It's kind of funny that you should bring that up, Keble.
After posting the Touchstone link, I occurred to me that I myself hadn't read the article in awhile, and was probably due for a re-read. What I noticed this time is that at a couple points, Fr. Hart seems to assume agreement with the Catholic idea that the Catholic and Orthodox Churches are "sister churches" -- a phrase which you Orthodox generally reserve for your fellow Orthodox (EO & OO).
For instance, out of the four examples he gives,
Two. A Catholic publishing company, specializing in apologetics, proudly advertises a book about the claims of the papacy by stating in a blurb that this book is responsible for having led to the “conversion” of a large number of Orthodox priests to Catholicism.

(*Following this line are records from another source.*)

pub mod db;
use thiserror::Error;

/// A business rule rejected a requested change.
///
/// Domain helpers return this instead of HTTP-flavoured errors; the
/// application layer decides how each kind surfaces to callers.
#[derive(Debug, Clone, PartialEq, Eq, Error)]
pub enum RuleViolation {
    /// The input itself is unacceptable (bad request).
    #[error("{0}")]
    Invalid(String),
    /// The change collides with the current state of the record.
    #[error("{0}")]
    Conflict(String),
    /// The input is well formed but cannot be honoured (e.g. insufficient stock).
    #[error("{0}")]
    Unprocessable(String),
}

impl RuleViolation {
    pub fn invalid(msg: impl Into<String>) -> Self {
        Self::Invalid(msg.into())
    }

    pub fn conflict(msg: impl Into<String>) -> Self {
        Self::Conflict(msg.into())
    }

    pub fn unprocessable(msg: impl Into<String>) -> Self {
        Self::Unprocessable(msg.into())
    }
}
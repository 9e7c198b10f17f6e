use std::str::FromStr;

use chrono::NaiveDate;
use uuid::Uuid;

use crate::domain::rules::RuleViolation;

#[derive(Debug, Clone, Copy, PartialEq, Eq)]
pub enum TodoPriority {
    Low,
    Medium,
    High,
}

impl TodoPriority {
    pub fn as_str(&self) -> &'static str {
        match self {
            TodoPriority::Low => "low",
            TodoPriority::Medium => "medium",
            TodoPriority::High => "high",
        }
    }
}

impl FromStr for TodoPriority {
    type Err = RuleViolation;

    fn from_str(s: &str) -> Result<Self, Self::Err> {
        match s {
            "low" => Ok(TodoPriority::Low),
            "medium" => Ok(TodoPriority::Medium),
            "high" => Ok(TodoPriority::High),
            other => Err(RuleViolation::invalid(format!("unknown priority: {other}"))),
        }
    }
}

#[derive(Debug, Clone)]
pub struct TodoTask {
    pub id: Uuid,
    pub owner_id: Uuid,
    pub title: String,
    pub description: Option<String>,
    pub priority: TodoPriority,
    pub due_date: Option<NaiveDate>,
    pub completed: bool,
    pub completed_at: Option<chrono::DateTime<chrono::Utc>>,
    pub created_at: chrono::DateTime<chrono::Utc>,
    pub updated_at: chrono::DateTime<chrono::Utc>,
}

impl TodoTask {
    /// Completion flag and timestamp after flipping the task.
    pub fn toggled(
        &self,
        now: chrono::DateTime<chrono::Utc>,
    ) -> (bool, Option<chrono::DateTime<chrono::Utc>>) {
        if self.completed {
            (false, None)
        } else {
            (true, Some(now))
        }
    }
}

He here implies (among other things) that the term "conversion" mustn't be used to describe Orthodox becoming Catholic. (I agree, however, with him that the publishing company sounds unjustifiably polemical.) More telling, I think, is his next couple sentences:
Three. An Evangelical convert to Orthodoxy, the son of a famous Protestant thinker and writer, publishes his interview with another famous former Evangelical in the tabloid-style paper that he edits. Though the two are old friends, the one interviewed has become a Catholic. In the course of the interview, the Orthodox editor unsubtly tries to press the Catholic towards acknowledging that perhaps he should go “beyond” the Catholic Church and into Orthodoxy.
I mean, aren't Orthodox
supposed to encourage Catholics to "go beyond the Catholic Church and into Orthodoxy" (from the Orthodox point of view, I mean)? Granted of course that there are good and bad ways of doing that; but it seans to me that Fr. Hart is really assuming here that when Catholics say "the Catholic and Orthodox Churches are sisters" that everyone else has to agree.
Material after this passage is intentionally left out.